• WHAT TO PRODUCE: Return the lines of the data below in which the string "appropriate" occurs.

BEGIN THE DATA

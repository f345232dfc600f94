//! Prompt builders for the Gemini API
//!
//! Every prompt that expects structured output spells out the exact JSON
//! shape and bans markdown emphasis; the model ignores the latter often
//! enough that output is still run through the stripper.

use crate::types::VocabularyWord;

use super::BatchRequest;

/// How many already-used words to show in the do-not-reuse hint
pub const AVOID_SAMPLE_LIMIT: usize = 30;

pub fn vocabulary_batch(request: &BatchRequest) -> String {
    let mut anti_repeat = String::new();
    if !request.avoid_words.is_empty() {
        let sample: Vec<&str> = request
            .avoid_words
            .iter()
            .take(AVOID_SAMPLE_LIMIT)
            .map(String::as_str)
            .collect();
        let overflow = request.avoid_words.len().saturating_sub(AVOID_SAMPLE_LIMIT);
        anti_repeat = format!(
            "\n\nIMPORTANT - AVOID REPETITION:\n\
             The following words have already been used. Please DO NOT use them:\n\
             {}{}\n\n\
             Please select COMPLETELY DIFFERENT words.",
            sample.join(", "),
            if overflow > 0 {
                format!("\n(And {overflow} more words)")
            } else {
                String::new()
            },
        );
    }

    format!(
        r#"You are an IELTS vocabulary expert. Please provide {count} IELTS core vocabulary words from the following topics: {topics}.

CRITICAL REQUIREMENTS:
1. Return EXACTLY {count} words (or as close as possible).
2. Select words commonly tested in IELTS examinations (band 6.5-8.0 level).
3. Ensure diversity in parts of speech (nouns, verbs, adjectives, adverbs, etc.).
4. Each word must be relevant to the given topics.
5. For each word, provide:
   - Accurate phonetics in American English pronunciation (IPA format, US pronunciation)
   - Chinese definition (including part of speech and comprehensive meaning)
   - A unique, natural example sentence that clearly demonstrates the word's usage
6. All example sentences must be unique and creative.
7. IMPORTANT: Do NOT use markdown formatting (no **, no *, no bold, no italic) in sentences. Use plain text only.{anti_repeat}

Return the response as a valid JSON array. Each object must have: "word", "phonetics", "definition", "sentence".

Example format:
[
  {{
    "word": "ubiquitous",
    "phonetics": "/juˈbɪkwɪtəs/",
    "definition": "adj. 普遍存在的；无所不在的",
    "sentence": "The company's logo has become ubiquitous all over the world."
  }}
]

Return the JSON array now:"#,
        count = request.count,
        topics = request.topics.join(", "),
    )
}

pub fn review_sentence_batch(words: &[String]) -> String {
    let word_list: Vec<String> = words.iter().map(|w| format!("\"{w}\"")).collect();
    format!(
        r#"Please generate NEW, DIFFERENT example sentences for the following IELTS vocabulary words.

For each word, provide a sentence that:
1. Clearly demonstrates the word's meaning and usage
2. Is natural and appropriate for IELTS level
3. Uses American English
4. Does NOT use markdown formatting (no **, no *, no bold, no italic)

Words: {}

Return the response as a valid JSON object where each key is a word and each value is the example sentence.

Example format:
{{
  "ubiquitous": "The company's logo has become ubiquitous all over the world.",
  "mitigate": "Governments must take action to mitigate the effects of climate change."
}}

Return the JSON object now:"#,
        word_list.join(", "),
    )
}

pub fn evaluate_translations(words: &[VocabularyWord]) -> String {
    let input: Vec<serde_json::Value> = words
        .iter()
        .map(|w| {
            serde_json::json!({
                "originalSentence": w.sentence,
                "userTranslation": w.user_translation,
            })
        })
        .collect();

    format!(
        r#"Please evaluate the following list of Chinese translations for the given English sentences.
For each sentence, provide a score from 1 to 10, a corrected Chinese translation, and a brief explanation for the score.
The input is a JSON array of objects, each containing the original sentence and the user's translation.
Return a valid JSON array of objects as your response, one per input, in the same order. Each object must have the following keys: "score", "correctedTranslation", "explanation".

Input:
{}"#,
        serde_json::Value::Array(input),
    )
}

pub fn correct_translation(sentence: &str) -> String {
    format!(
        r#"Please provide a correct and natural Chinese translation for the following English sentence.
Return only the Chinese translation, without any additional text, explanation, or formatting.

English sentence:
{sentence}

Chinese translation:"#,
    )
}

pub fn article(topic: &str) -> String {
    format!(
        r#"Please write a comprehensive IELTS-level English article about the topic: "{topic}".

Requirements:
1. The article should be 500-1000 words long.
2. The article should have a clear title.
3. The article should be well-structured with paragraphs.
4. Use appropriate IELTS-level vocabulary and expressions.
5. IMPORTANT: Do NOT use markdown formatting (no **, no *, no bold, no italic) in the article content. Use plain text only.

Return the response as a valid JSON object with the following keys:
- "title": the article title (in English)
- "content": the full article text (in English, preserve paragraph breaks with \n)"#,
    )
}

pub fn article_translation(content: &str) -> String {
    format!(
        r#"Please translate the following English article into Chinese.
Preserve the paragraph structure and formatting.
Return only the Chinese translation, without any additional text or formatting.

Article:
{content}"#,
    )
}

pub fn key_words(content: &str, count: usize) -> String {
    format!(
        r#"Please extract {count} key vocabulary words from the following article that are important for IELTS learners.

For each word, provide:
- Accurate phonetics in American English pronunciation (IPA format, US pronunciation)
- Chinese definition (including part of speech and comprehensive meaning)
- An example sentence from the article or a similar context

IMPORTANT FORMATTING RULES:
- Do NOT use markdown formatting (no **, no *, no bold, no italic) in sentences
- Use the word naturally in the sentence without any special formatting

Return the response as a valid JSON array. Each object must have the following keys: "word", "phonetics", "definition", "sentence".

Article:
{content}"#,
    )
}

#[cfg(test)]
mod tests {
    use super::*;

    #[test]
    fn test_vocabulary_prompt_includes_count_and_topics() {
        let prompt = vocabulary_batch(&BatchRequest {
            count: 12,
            topics: vec!["environment".into(), "education".into()],
            avoid_words: vec![],
        });
        assert!(prompt.contains("provide 12 IELTS core vocabulary words"));
        assert!(prompt.contains("environment, education"));
        assert!(!prompt.contains("AVOID REPETITION"));
    }

    #[test]
    fn test_vocabulary_prompt_caps_avoid_sample() {
        let avoid: Vec<String> = (0..40).map(|i| format!("word{i}")).collect();
        let prompt = vocabulary_batch(&BatchRequest {
            count: 5,
            topics: vec!["science".into()],
            avoid_words: avoid,
        });
        assert!(prompt.contains("AVOID REPETITION"));
        assert!(prompt.contains("word29"));
        assert!(!prompt.contains("word30,"));
        assert!(prompt.contains("(And 10 more words)"));
    }

    #[test]
    fn test_review_prompt_quotes_words() {
        let prompt = review_sentence_batch(&["erosion".into(), "mitigate".into()]);
        assert!(prompt.contains("\"erosion\", \"mitigate\""));
    }
}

END THE DATA

• PROBLEM SOLUTION:
2. Is natural and appropriate for IELTS level
4. Use appropriate IELTS-level vocabulary and expressions.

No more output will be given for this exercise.